Silence. Un silence lourd et suffocant s'abattit sur la pièce.
Puis, un rire dur et dérisoire éclata de la part de Tristan. Il regarda l'enveloppe, puis moi, ses yeux moqueurs. « Adeline, ma chérie, comme c'est charmant. Tu joues encore à ce jeu ? Ce vieux tour ? » Il ramassa l'enveloppe, secouant la tête. « Ça date d'il y a deux ans. Je pensais que tu avais enfin grandi. »
Ses mots, son rejet facile, furent les derniers clous dans le cercueil. Chloé, toujours par terre, laissa échapper un petit rire triomphant.
Mes ongles s'enfoncèrent dans mes paumes, la douleur une distraction bienvenue de l'agonie cuisante dans mon cœur. La dernière lueur d'espoir, le dernier lambeau de ma croyance en lui, s'éteignit.
Cet accord de divorce. Je l'avais rédigé il y a deux ans, après son premier flirt public avec une starlette montante. J'étais dévastée, le cœur brisé. Je le lui avais présenté, espérant que ce serait un électrochoc. Il avait été furieux, puis contrit, me suppliant de rester, promettant de changer. Il l'avait déchiré alors, juste devant moi, déclarant son amour. Je l'avais cru. Je l'ai toujours cru. Je l'ai toujours repris. J'ai toujours trouvé des excuses.
J'avais financé ses plus grands projets, lui avais acheté la maison, les voitures, le cabinet. J'avais sacrifié ma propre carrière, mes propres désirs, pour être l'épouse parfaite. Et il avait tout pris pour acquis, morceau par morceau, jusqu'à ce qu'il ne me voie plus comme une partenaire, mais comme un obstacle. Et à chaque transgression, chaque acte de négligence, je m'étais retrouvée à ressortir ce même vieux brouillon, silencieusement, secrètement. Un test, peut-être. Un appel désespéré pour qu'il me voie, qu'il me choisisse. Chaque fois, je l'avais rangé.

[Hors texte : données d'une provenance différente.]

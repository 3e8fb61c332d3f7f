// Dotlanth
// Copyright (C) 2025 Synerthink

// This program is free software: you can redistribute it and/or modify
// it under the terms of the GNU Affero General Public License as published by
// the Free Software Foundation, either version 3 of the License, or
// (at your option) any later version.

// This program is distributed in the hope that it will be useful,
// but WITHOUT ANY WARRANTY; without even the implied warranty of
// MERCHANTABILITY or FITNESS FOR A PARTICULAR PURPOSE.  See the
// GNU Affero General Public License for more details.

// You should have received a copy of the GNU Affero General Public License
// along with this program.  If not, see <http://www.gnu.org/licenses/>.

//! Feature lexicon: deduplicated feature to integer index mapping

use crate::error::{LearningError, LearningResult};
use crate::example::{Feature, FeatureKey};
use crate::persist;
use serde::{Deserialize, Serialize};
use std::collections::HashMap;
use std::path::Path;

/// Dense, insertion ordered index over feature keys
#[derive(Debug, Clone, Default, Serialize, Deserialize)]
pub struct Lexicon {
    keys: Vec<FeatureKey>,
    #[serde(skip)]
    index: HashMap<FeatureKey, u32>,
}

impl Lexicon {
    pub fn new() -> Self {
        Self::default()
    }

    /// Index of `feature`'s key, inserting it if unseen
    pub fn lookup_or_insert(&mut self, feature: &Feature) -> u32 {
        let key = feature.key();
        if let Some(&idx) = self.index.get(&key) {
            return idx;
        }
        let idx = self.keys.len() as u32;
        self.keys.push(key.clone());
        self.index.insert(key, idx);
        idx
    }

    pub fn lookup(&self, feature: &Feature) -> Option<u32> {
        self.index.get(&feature.key()).copied()
    }

    pub fn key(&self, idx: u32) -> Option<&FeatureKey> {
        self.keys.get(idx as usize)
    }

    pub fn len(&self) -> usize {
        self.keys.len()
    }

    pub fn is_empty(&self) -> bool {
        self.keys.is_empty()
    }

    pub fn write(&self, path: &Path) -> LearningResult<()> {
        persist::write_compressed(path, self)
    }

    pub fn read(path: &Path) -> LearningResult<Self> {
        let mut lexicon: Lexicon = persist::read_compressed(path)?;
        lexicon.rebuild_index()?;
        Ok(lexicon)
    }

    fn rebuild_index(&mut self) -> LearningResult<()> {
        self.index.clear();
        for (idx, key) in self.keys.iter().enumerate() {
            if self.index.insert(key.clone(), idx as u32).is_some() {
                return Err(LearningError::Serialization(format!("duplicate lexicon entry `{key}`")));
            }
        }
        Ok(())
    }
}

Mais cette fois, c'était différent. Cette fois, je ne le testais pas. Je ne suppliais pas.
Ma main se porta à ma main gauche, à l'espace vide sur mon annulaire. L'alliance était déjà partie. Je l'avais enlevée plus tôt, dans le taxi, le métal froid semblant étranger contre ma peau. Je me souvins l'avoir jetée dans une poubelle à la Philharmonie, le tintement sourd quand elle a touché le fond.
« Non », dis-je, ma voix forte maintenant, « ce n'est pas un tour, Tristan. C'est la fin. Et il n'y aura pas de prochaine fois. » Mon regard était ferme, inébranlable.